Find and copy each line of the records where the string "value" shows up.

☆ ☆ ☆

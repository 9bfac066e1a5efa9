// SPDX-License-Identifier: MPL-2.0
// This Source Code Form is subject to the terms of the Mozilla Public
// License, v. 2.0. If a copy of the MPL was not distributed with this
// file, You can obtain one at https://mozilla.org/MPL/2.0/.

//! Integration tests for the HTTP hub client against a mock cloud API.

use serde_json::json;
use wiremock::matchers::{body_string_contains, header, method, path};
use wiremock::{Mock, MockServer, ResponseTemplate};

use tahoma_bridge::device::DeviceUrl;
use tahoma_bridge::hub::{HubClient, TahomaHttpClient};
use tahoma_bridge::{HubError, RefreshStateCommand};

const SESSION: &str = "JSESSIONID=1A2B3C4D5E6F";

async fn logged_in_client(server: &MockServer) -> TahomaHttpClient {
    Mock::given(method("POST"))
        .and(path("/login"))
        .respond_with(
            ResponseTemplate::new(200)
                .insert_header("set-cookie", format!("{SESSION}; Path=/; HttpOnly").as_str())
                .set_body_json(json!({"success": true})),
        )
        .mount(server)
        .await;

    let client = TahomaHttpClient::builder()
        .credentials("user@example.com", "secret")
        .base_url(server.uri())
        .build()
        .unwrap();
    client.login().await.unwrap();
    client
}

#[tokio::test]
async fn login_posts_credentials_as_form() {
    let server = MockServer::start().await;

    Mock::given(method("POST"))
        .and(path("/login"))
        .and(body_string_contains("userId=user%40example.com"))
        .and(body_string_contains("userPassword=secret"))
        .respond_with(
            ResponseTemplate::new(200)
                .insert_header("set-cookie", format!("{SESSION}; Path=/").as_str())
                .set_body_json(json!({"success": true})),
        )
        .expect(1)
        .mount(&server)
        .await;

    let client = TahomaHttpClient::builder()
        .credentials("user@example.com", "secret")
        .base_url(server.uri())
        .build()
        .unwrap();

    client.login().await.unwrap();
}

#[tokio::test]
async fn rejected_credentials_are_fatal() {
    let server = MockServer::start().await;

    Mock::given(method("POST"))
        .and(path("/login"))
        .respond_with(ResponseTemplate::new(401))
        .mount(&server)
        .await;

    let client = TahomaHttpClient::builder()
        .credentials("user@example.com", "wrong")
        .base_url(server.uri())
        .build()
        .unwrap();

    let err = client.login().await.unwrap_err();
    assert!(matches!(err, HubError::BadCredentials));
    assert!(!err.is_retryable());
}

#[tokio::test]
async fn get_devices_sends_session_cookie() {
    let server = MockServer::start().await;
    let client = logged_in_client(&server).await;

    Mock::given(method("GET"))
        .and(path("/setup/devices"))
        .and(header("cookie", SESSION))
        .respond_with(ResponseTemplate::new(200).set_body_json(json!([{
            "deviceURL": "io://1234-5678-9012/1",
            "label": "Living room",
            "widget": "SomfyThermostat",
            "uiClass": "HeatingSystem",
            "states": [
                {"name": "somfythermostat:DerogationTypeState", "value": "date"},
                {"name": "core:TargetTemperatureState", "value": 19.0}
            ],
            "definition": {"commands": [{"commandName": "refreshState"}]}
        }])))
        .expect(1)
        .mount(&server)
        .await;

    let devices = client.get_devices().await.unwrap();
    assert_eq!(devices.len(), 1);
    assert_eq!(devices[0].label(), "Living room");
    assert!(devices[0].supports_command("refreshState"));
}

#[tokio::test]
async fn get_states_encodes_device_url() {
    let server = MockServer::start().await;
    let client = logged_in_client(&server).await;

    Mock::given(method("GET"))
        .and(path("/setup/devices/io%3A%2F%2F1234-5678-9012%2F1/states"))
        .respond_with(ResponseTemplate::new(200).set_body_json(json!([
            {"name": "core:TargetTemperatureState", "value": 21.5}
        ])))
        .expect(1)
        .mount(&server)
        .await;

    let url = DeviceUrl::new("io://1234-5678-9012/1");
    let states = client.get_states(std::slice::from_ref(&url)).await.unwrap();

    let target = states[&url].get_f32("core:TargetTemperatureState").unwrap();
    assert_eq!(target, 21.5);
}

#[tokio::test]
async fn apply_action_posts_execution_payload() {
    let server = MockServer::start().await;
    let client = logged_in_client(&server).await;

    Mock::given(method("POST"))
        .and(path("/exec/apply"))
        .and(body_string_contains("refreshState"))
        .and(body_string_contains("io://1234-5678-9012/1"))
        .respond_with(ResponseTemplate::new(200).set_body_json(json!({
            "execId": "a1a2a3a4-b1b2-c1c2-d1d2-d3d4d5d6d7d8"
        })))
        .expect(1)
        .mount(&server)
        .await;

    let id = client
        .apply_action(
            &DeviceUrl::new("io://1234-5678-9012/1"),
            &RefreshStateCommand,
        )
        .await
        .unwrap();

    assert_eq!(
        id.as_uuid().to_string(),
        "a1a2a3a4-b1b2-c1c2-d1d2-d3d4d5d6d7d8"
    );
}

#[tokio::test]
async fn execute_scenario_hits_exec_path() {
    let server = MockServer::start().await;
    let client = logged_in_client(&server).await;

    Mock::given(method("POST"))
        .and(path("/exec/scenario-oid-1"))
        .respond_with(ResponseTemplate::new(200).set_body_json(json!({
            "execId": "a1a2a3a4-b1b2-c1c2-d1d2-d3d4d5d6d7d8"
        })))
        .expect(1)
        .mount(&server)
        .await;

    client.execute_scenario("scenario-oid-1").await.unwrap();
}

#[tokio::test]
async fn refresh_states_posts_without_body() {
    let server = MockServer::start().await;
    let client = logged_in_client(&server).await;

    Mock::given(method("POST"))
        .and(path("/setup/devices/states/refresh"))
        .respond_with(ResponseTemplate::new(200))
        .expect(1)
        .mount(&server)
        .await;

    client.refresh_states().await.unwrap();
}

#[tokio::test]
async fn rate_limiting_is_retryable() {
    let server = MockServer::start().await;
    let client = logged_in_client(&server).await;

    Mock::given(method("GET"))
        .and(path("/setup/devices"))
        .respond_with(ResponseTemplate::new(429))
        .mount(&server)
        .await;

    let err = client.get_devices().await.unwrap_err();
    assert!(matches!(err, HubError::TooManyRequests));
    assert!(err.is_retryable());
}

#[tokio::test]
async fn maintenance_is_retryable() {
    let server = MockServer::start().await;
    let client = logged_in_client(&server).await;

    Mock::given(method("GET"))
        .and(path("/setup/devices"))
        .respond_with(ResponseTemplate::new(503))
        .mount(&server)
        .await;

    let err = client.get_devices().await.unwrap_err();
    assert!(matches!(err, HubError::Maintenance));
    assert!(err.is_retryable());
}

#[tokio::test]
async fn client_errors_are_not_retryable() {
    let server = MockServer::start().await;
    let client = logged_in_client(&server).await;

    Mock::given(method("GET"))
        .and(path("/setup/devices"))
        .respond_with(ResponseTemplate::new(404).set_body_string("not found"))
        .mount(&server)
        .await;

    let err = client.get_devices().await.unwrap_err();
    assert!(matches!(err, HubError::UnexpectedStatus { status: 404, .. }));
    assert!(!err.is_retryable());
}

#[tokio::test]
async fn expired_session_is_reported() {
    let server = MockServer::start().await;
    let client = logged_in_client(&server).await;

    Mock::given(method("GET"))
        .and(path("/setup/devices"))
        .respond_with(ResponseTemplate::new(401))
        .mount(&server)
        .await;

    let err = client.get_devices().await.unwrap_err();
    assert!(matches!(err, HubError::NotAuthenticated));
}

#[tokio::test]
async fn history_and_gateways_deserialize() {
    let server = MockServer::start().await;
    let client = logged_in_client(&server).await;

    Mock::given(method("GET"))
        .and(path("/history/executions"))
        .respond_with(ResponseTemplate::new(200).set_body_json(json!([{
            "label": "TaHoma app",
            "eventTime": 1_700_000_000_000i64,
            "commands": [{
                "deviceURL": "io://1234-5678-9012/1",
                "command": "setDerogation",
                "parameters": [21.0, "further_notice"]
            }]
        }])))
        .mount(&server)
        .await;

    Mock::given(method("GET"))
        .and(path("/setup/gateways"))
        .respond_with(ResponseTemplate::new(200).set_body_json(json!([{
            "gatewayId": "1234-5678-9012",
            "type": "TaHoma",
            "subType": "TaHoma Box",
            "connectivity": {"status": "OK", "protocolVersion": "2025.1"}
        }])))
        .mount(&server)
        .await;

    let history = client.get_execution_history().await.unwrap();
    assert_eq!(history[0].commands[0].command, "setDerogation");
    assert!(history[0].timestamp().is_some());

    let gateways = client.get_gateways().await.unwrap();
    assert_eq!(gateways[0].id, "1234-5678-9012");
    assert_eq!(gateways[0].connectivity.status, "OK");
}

☆ ☆ ☆

- [THE COMPLETED TASK]
                {"name": "somfythermostat:DerogationTypeState", "value": "date"},
                {"name": "core:TargetTemperatureState", "value": 19.0}
            {"name": "core:TargetTemperatureState", "value": 21.5}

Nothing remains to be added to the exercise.